What is being asked.
What is needed is an exact retyping of the records below, from the first line through the line that contains "comes from the".

Material provided.
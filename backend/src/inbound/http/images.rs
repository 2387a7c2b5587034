//! Image upload handler.
//!
//! ```text
//! POST /api/v1/images?course&section&filename
//! ```
//!
//! The body is the raw image bytes; the MIME type comes from the
//! `Content-Type` header and is validated against the allowed set.

use actix_web::{HttpMessage, HttpRequest, HttpResponse, post, web};
use serde::Deserialize;
use utoipa::{IntoParams, ToSchema};

use crate::domain::{Error, ImageSection};
use crate::inbound::http::error::ApiResult;
use crate::inbound::http::schemas::{ErrorSchema, ImageEnvelope, ImagePathResponse};
use crate::inbound::http::state::HttpState;

/// Query parameters for the upload endpoint.
#[derive(Debug, Clone, Deserialize, IntoParams, ToSchema)]
pub struct UploadImageParams {
    /// Course the image belongs to.
    pub course: String,
    /// Destination section: `statements`, `choices`, or `solutions`.
    pub section: String,
    /// Stored file name.
    pub filename: String,
}

/// Upload one image and return its opaque object key.
#[utoipa::path(
    post,
    path = "/api/v1/images",
    params(UploadImageParams),
    request_body(content = Vec<u8>, description = "Raw image bytes"),
    responses(
        (status = 201, description = "Image stored", body = ImageEnvelope),
        (status = 400, description = "Disallowed MIME type or hostile name", body = ErrorSchema),
        (status = 500, description = "Storage failure", body = ErrorSchema)
    ),
    tags = ["images"],
    operation_id = "uploadImage"
)]
#[post("/images")]
pub async fn upload_image(
    state: web::Data<HttpState>,
    request: HttpRequest,
    params: web::Query<UploadImageParams>,
    body: web::Bytes,
) -> ApiResult<HttpResponse> {
    let params = params.into_inner();
    let section = ImageSection::parse(&params.section).ok_or_else(|| {
        Error::invalid_request(format!(
            "section must be 'statements', 'choices', or 'solutions', got '{}'",
            params.section
        ))
    })?;
    let content_type = request.content_type().to_owned();

    let path = state
        .images
        .upload_image(
            &params.course,
            section,
            &params.filename,
            &content_type,
            body.to_vec(),
        )
        .await?;

    Ok(HttpResponse::Created().json(ImageEnvelope {
        data: ImagePathResponse { path },
    }))
}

Task solution.
filename backend/src/inbound/http/images.rs
repository 2387a7c2b5587034
//! Image upload handler.
//!
//! ```text
//! POST /api/v1/images?course&section&filename
//! ```
//!
//! The body is the raw image bytes; the MIME type comes from the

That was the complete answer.